What you are asked to do :: Print nothing but the lines below starting at the line that holds "let expr = parser.or()?;" and ending at the line that holds "in source order.", including both, each exactly as written.

══ Entries provided

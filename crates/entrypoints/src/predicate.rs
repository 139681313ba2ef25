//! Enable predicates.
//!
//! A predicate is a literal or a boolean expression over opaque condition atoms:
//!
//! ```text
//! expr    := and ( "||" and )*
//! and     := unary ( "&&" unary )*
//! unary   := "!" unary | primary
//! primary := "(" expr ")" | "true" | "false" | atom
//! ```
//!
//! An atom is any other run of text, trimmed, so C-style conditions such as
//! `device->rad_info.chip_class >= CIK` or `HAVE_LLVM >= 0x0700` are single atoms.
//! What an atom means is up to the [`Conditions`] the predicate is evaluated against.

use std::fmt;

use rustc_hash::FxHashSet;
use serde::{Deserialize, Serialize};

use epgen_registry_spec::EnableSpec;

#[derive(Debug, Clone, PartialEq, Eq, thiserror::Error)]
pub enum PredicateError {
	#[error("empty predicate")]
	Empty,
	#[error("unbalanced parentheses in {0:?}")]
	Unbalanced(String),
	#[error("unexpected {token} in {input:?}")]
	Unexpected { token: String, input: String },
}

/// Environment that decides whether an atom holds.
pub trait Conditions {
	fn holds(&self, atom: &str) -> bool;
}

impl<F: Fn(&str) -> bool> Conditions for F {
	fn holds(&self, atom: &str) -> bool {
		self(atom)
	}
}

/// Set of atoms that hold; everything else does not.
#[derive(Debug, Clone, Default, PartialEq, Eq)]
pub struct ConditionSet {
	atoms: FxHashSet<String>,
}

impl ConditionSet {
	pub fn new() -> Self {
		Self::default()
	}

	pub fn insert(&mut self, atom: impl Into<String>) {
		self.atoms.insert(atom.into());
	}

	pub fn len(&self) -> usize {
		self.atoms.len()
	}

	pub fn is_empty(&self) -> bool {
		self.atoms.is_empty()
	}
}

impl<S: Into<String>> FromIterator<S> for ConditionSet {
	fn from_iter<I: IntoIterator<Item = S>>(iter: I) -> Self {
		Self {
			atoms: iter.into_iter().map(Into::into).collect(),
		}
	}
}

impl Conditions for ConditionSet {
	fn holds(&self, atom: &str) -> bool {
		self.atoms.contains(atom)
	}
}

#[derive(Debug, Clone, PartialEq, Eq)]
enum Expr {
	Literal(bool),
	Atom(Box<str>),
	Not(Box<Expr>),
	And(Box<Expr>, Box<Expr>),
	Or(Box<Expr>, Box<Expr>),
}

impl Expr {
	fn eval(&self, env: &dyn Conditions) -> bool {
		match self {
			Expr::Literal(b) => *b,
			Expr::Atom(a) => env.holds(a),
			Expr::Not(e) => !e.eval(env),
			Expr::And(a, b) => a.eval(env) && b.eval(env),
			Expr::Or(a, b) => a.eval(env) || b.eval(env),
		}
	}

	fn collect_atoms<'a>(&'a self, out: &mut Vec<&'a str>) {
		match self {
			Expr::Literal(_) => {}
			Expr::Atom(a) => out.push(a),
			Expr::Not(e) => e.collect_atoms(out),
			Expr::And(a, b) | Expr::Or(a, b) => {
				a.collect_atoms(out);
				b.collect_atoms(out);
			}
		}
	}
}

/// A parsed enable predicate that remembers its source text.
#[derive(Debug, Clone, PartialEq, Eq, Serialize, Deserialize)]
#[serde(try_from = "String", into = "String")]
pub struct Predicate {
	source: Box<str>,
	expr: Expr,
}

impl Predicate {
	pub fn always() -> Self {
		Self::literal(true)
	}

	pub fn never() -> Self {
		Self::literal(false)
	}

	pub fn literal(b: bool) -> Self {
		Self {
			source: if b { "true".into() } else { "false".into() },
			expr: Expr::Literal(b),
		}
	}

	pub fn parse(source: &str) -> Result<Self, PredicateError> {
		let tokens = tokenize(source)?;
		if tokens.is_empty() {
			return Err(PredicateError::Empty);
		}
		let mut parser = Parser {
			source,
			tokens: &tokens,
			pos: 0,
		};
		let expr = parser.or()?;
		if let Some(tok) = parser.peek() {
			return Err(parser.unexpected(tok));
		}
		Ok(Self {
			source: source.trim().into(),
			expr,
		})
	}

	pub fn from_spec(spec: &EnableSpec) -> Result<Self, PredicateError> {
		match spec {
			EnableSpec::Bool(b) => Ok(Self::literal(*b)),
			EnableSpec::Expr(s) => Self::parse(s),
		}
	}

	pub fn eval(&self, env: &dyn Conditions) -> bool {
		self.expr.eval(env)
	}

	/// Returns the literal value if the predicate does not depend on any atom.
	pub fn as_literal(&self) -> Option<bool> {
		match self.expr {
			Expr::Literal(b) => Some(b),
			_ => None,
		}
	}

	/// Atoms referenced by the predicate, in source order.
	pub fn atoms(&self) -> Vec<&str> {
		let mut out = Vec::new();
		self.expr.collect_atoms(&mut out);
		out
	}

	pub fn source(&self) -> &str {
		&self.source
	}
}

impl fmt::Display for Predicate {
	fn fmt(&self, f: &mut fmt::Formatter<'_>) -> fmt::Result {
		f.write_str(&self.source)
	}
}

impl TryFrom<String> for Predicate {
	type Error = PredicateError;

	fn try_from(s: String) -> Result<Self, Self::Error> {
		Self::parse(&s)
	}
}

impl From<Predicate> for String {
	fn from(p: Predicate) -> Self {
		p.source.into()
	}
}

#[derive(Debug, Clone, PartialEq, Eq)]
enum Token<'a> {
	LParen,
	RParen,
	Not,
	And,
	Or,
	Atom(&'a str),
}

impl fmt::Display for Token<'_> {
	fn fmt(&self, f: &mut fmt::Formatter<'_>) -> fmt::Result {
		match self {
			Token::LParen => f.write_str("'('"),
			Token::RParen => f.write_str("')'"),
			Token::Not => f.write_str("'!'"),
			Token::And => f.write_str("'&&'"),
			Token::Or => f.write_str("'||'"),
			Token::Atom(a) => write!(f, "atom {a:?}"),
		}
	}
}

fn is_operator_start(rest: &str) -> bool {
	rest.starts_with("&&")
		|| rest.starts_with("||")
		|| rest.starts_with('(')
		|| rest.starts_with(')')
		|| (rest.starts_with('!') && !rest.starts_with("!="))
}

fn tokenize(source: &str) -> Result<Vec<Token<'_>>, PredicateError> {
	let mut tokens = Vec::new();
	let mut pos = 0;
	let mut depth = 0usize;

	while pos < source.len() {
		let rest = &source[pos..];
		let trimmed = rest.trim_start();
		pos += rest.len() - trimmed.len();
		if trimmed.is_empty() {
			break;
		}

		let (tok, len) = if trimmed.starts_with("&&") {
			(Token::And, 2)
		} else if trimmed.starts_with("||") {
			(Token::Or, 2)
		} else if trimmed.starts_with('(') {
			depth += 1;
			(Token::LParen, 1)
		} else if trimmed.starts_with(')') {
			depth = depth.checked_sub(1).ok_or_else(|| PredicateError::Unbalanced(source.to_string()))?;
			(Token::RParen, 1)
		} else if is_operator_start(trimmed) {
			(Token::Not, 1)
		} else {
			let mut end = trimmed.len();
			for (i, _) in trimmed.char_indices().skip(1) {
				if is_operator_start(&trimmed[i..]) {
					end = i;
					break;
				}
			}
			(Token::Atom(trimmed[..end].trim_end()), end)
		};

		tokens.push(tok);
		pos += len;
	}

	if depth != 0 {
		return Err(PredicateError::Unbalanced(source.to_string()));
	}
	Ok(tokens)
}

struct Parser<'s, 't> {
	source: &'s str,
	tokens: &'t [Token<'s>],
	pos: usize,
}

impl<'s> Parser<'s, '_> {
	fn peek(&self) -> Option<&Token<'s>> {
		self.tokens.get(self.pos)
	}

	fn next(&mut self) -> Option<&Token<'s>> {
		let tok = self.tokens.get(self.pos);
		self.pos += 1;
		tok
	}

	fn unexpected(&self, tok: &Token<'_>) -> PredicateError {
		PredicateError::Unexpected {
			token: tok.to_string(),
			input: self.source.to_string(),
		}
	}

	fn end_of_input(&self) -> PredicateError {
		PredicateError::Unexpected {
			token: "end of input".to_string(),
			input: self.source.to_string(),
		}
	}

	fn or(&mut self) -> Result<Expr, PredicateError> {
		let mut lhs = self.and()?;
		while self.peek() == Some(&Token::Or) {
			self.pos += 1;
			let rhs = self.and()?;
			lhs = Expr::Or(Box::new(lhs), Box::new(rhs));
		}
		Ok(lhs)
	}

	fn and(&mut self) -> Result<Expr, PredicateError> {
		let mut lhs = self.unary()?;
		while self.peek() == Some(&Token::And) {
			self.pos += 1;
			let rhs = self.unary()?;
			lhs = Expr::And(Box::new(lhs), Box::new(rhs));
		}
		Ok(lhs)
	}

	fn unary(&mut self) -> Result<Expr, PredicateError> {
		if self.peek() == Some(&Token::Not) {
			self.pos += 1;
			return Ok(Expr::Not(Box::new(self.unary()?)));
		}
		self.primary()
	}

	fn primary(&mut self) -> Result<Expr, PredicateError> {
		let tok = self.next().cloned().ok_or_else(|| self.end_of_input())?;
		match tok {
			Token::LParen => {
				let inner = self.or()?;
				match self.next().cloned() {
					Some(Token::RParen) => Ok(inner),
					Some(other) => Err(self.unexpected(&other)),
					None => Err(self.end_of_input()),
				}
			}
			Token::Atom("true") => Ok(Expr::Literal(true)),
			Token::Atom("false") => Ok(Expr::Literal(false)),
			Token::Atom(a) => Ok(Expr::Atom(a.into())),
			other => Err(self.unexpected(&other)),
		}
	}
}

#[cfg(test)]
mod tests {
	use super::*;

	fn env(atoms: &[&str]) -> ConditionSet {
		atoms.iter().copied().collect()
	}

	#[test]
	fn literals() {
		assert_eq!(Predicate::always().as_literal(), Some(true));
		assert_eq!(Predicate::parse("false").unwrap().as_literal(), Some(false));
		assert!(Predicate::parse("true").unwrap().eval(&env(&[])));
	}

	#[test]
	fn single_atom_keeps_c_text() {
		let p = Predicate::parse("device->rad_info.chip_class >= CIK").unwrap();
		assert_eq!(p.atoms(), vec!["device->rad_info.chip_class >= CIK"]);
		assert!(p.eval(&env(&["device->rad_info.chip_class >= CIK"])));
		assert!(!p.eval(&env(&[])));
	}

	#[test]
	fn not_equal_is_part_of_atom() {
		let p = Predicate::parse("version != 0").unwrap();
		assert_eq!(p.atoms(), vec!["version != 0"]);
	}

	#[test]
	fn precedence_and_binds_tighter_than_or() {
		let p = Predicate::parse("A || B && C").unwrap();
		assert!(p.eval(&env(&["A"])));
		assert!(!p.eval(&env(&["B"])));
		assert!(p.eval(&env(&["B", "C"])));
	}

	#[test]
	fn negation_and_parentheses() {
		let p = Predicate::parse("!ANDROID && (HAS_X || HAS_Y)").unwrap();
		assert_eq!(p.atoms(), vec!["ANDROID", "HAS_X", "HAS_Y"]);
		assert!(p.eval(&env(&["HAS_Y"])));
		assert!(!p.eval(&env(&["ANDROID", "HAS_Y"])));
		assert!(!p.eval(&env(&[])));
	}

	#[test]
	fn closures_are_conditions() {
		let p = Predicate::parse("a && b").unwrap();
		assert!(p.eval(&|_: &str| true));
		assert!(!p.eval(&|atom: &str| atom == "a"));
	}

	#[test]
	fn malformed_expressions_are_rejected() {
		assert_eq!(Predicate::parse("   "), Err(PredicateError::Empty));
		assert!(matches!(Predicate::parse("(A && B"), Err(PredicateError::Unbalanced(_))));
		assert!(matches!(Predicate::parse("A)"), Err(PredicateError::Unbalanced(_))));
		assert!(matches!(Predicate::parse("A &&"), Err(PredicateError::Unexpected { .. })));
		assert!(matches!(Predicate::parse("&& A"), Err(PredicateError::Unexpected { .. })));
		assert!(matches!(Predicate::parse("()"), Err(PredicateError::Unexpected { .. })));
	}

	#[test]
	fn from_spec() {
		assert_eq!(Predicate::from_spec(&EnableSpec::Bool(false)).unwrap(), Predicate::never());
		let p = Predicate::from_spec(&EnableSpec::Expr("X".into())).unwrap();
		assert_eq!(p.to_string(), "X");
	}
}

════

Solution to this task ::
		let expr = parser.or()?;
		if let Some(tok) = parser.peek() {
			return Err(parser.unexpected(tok));
		}
		Ok(Self {
			source: source.trim().into(),
			expr,
		})
	}

	pub fn from_spec(spec: &EnableSpec) -> Result<Self, PredicateError> {
		match spec {
			EnableSpec::Bool(b) => Ok(Self::literal(*b)),
			EnableSpec::Expr(s) => Self::parse(s),
		}
	}

	pub fn eval(&self, env: &dyn Conditions) -> bool {
		self.expr.eval(env)
	}

	/// Returns the literal value if the predicate does not depend on any atom.
	pub fn as_literal(&self) -> Option<bool> {
		match self.expr {
			Expr::Literal(b) => Some(b),
			_ => None,
		}
	}

	/// Atoms referenced by the predicate, in source order.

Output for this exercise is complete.